ところが最近EMRのWEBインターフェースが刷新されました。以前はコマンドラインでの操作が必須だったのが、WEBからの操作でもずいぶんと使いやすくなりました。この機会にEMRを使いこなしてBigDataの処理など学びたいと思います。
さてBigData処理には大別して二つあります。一つは大量の非構造化データを扱う処理。二つ目は大量の構造化データを扱う処理です。非構造化データの処理は自然言語処理、機械学習といった高度なソフトウェアサイエンスの知識が必要不可欠で、Hadoopで分散処理ができるようになったから一朝一夕に実現できる類のものではありません。二つ目の構造化データなら高度なコンピュータサイエンスの知識がなくとも、手元のデータを解析して何らかの答えを得ることは可能です。だから、ここでは構造化データを扱うことを最初の目標としたいと思います。
構造化データならRDBを使えばHadoopなんか要らないのでは?と考えるかもしれませんが、RAWレベルのログデータなんかを1年分集めると、中小企業でも数十GB~数百GBに達してしまいローレベルのサーバーでは到底解析できないサイズになってしまいます。これを解析できるサーバーを別途用意するというのは、中小企業にとっては大きなハードルなのです。
Hadoopの基本はMap Reduceにあるわけだけど、実際に使うためにはプログラムを開発せざる得ない。
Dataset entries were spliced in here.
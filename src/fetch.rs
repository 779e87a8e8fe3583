//! Feed retrieval with proxy fallback and exponential backoff.
//!
//! The engine only ever sees raw feed text. This module is the collaborator
//! that produces it.
//!
//! # Architecture
//!
//! - [`FetchText`]: core trait for "give me the body behind this URL"
//! - [`HttpFetch`]: plain `reqwest` GET
//! - [`ProxyFallback`]: tries the URL directly, then through a CORS-style
//!   proxy that takes the target as a percent-encoded suffix
//! - [`RetryFetch`]: decorator adding backoff retries to any [`FetchText`]
//! - [`gather_feeds`]: fetches many sources concurrently, keeping only the
//!   ones that succeed
//!
//! # Retry Strategy
//!
//! ```text
//! delay = min(base_delay * 2^(attempt-1), 30s) + random_jitter(0..250ms)
//! ```

use crate::config::FetchConfig;
use crate::feeds::FeedSource;
use crate::models::FeedText;
use futures::stream::{self, StreamExt};
use rand::{rng, Rng};
use reqwest::Client;
use std::error::Error;
use std::fmt;
use std::time::{Duration as StdDuration, Instant};
use tokio::time::sleep;
use tracing::{debug, error, info, instrument, warn};

/// Trait for fetching the text body behind a URL.
pub trait FetchText {
    async fn fetch(&self, url: &str) -> Result<String, Box<dyn Error>>;
}

/// Direct HTTP GET.
#[derive(Debug, Clone)]
pub struct HttpFetch {
    client: Client,
}

impl HttpFetch {
    /// Build a client with the configured timeout and user agent.
    pub fn new(config: &FetchConfig) -> Result<Self, Box<dyn Error>> {
        let client = Client::builder()
            .timeout(StdDuration::from_secs(config.timeout_secs))
            .user_agent(config.user_agent.clone())
            .build()?;
        Ok(Self { client })
    }
}

impl FetchText for HttpFetch {
    #[instrument(level = "debug", skip(self))]
    async fn fetch(&self, url: &str) -> Result<String, Box<dyn Error>> {
        let response = self.client.get(url).send().await?;
        let status = response.status();
        if !status.is_success() {
            return Err(format!("HTTP {} from {}", status.as_u16(), url).into());
        }
        Ok(response.text().await?)
    }
}

/// Fetch directly, and on failure retry once through a proxy.
#[derive(Debug, Clone)]
pub struct ProxyFallback<T> {
    inner: T,
    /// Prefix the percent-encoded target URL is appended to; `None` disables
    /// the fallback.
    proxy_url: Option<String>,
}

impl<T> ProxyFallback<T> {
    pub fn new(inner: T, proxy_url: Option<String>) -> Self {
        Self { inner, proxy_url }
    }

    /// The URL used to reach `url` through the proxy, if one is configured.
    pub fn proxied(&self, url: &str) -> Option<String> {
        self.proxy_url
            .as_ref()
            .map(|prefix| format!("{}{}", prefix, urlencoding::encode(url)))
    }
}

impl<T: FetchText> FetchText for ProxyFallback<T> {
    async fn fetch(&self, url: &str) -> Result<String, Box<dyn Error>> {
        match self.inner.fetch(url).await {
            Ok(body) => Ok(body),
            Err(direct_err) => match self.proxied(url) {
                Some(proxied) => {
                    debug!(%url, error = %direct_err, "Direct fetch failed; trying proxy");
                    self.inner.fetch(&proxied).await
                }
                None => Err(direct_err),
            },
        }
    }
}

/// Wrapper that adds exponential backoff retry logic to any [`FetchText`].
pub struct RetryFetch<T> {
    inner: T,
    max_retries: usize,
    base_delay: StdDuration,
    max_delay: StdDuration,
}

impl<T> RetryFetch<T>
where
    T: FetchText,
{
    /// Wrap `inner`, retrying up to `max_retries` times after the first attempt.
    pub fn new(inner: T, max_retries: usize, base_delay: StdDuration) -> Self {
        Self {
            inner,
            max_retries,
            base_delay,
            max_delay: StdDuration::from_secs(30),
        }
    }
}

impl<T> fmt::Debug for RetryFetch<T> {
    fn fmt(&self, f: &mut fmt::Formatter<'_>) -> fmt::Result {
        f.debug_struct("RetryFetch")
            .field("max_retries", &self.max_retries)
            .field("base_delay", &self.base_delay)
            .field("max_delay", &self.max_delay)
            .finish()
    }
}

impl<T> FetchText for RetryFetch<T>
where
    T: FetchText,
{
    #[instrument(level = "debug", skip(self))]
    async fn fetch(&self, url: &str) -> Result<String, Box<dyn Error>> {
        let total_t0 = Instant::now();
        let mut attempt = 0usize;

        loop {
            match self.inner.fetch(url).await {
                Ok(body) => return Ok(body),
                Err(e) => {
                    attempt += 1;
                    let total_dt = total_t0.elapsed();

                    if attempt > self.max_retries {
                        warn!(
                            attempt,
                            max = self.max_retries,
                            elapsed_ms_total = total_dt.as_millis() as u64,
                            error = %e,
                            "fetch() exhausted retries"
                        );
                        return Err(e);
                    }

                    let mut delay = self.base_delay.saturating_mul(1 << (attempt - 1).min(16));
                    if delay > self.max_delay {
                        delay = self.max_delay;
                    }
                    let jitter_ms: u64 = rng().random_range(0..=250);
                    let delay = delay + StdDuration::from_millis(jitter_ms);

                    debug!(
                        attempt,
                        max = self.max_retries,
                        ?delay,
                        error = %e,
                        "fetch() attempt failed; backing off"
                    );
                    sleep(delay).await;
                }
            }
        }
    }
}

/// The fetcher stack described by `config`: retries around proxy fallback
/// around plain HTTP.
pub fn fetcher_from_config(
    config: &FetchConfig,
) -> Result<RetryFetch<ProxyFallback<HttpFetch>>, Box<dyn Error>> {
    let proxy = config.use_proxy.then(|| config.proxy_url.clone());
    Ok(RetryFetch::new(
        ProxyFallback::new(HttpFetch::new(config)?, proxy),
        config.max_retries,
        StdDuration::from_millis(config.base_delay_ms),
    ))
}

/// Fetch every source, `concurrency` at a time.
///
/// Results keep the order of `sources`. A source that cannot be fetched is
/// logged and left out; it never fails the batch.
///
/// # Arguments
///
/// * `fetcher` - Transport used for each download, usually retry plus proxy fallback
/// * `sources` - Feeds to download, labelled by outlet
/// * `concurrency` - Maximum downloads in flight; `0` is treated as `1`
///
/// # Returns
///
/// One [`FeedText`] per source that produced a body, in `sources` order.
#[instrument(level = "info", skip_all, fields(sources = sources.len()))]
pub async fn gather_feeds<F>(fetcher: &F, sources: &[FeedSource], concurrency: usize) -> Vec<FeedText>
where
    F: FetchText,
{
    let t0 = Instant::now();
    let feeds: Vec<FeedText> = stream::iter(sources)
        .map(|source| async move {
            let label = source.label();
            match fetcher.fetch(&source.url).await {
                Ok(raw_xml) => {
                    debug!(source = %label, bytes = raw_xml.len(), "Fetched feed");
                    Some(FeedText {
                        source_label: label,
                        raw_xml,
                    })
                }
                Err(e) => {
                    error!(source = %label, url = %source.url, error = %e, "Feed fetch failed; skipping source");
                    None
                }
            }
        })
        .buffered(concurrency.max(1))
        .filter_map(|feed| std::future::ready(feed))
        .collect()
        .await;

    info!(
        fetched = feeds.len(),
        failed = sources.len() - feeds.len(),
        elapsed_ms = t0.elapsed().as_millis() as u64,
        "Gathered feeds"
    );
    feeds
}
そしてプログラムを開発するとなると、テストやら何やらで結構時間がかかるもの。特に私みたいなWindows中心の開発者だと、Linux環境でのプログラミングに不慣れなこともあって、やたらと時間がかかったりします。でも構造化データを扱うならばMap Reduceは必要ありません。HadoopにはHiveやPigといった構造化データを手軽に扱うための仕組みが用意されています。
HiveはHadoop上で動作する簡易RDBです。一般的なRDBと異なりSELECT文は充実していますが、INSERTやUPDATEと言ったデータを更新するための機能が著しく制限されています。カンマ区切りやタブ区切り形式で保存されたテキストファイルや、Hive独自形式のデータベースファイルに対して集計処理を行えます。Hiveに与えたSQL文は数段階の処理に分解されMap Reduceアプリケーションにより集計されます。下手なMap Reduceアプリケーションを作るより余程高速に動作するので、まずはHiveを使った集計処理を学びたいと思います。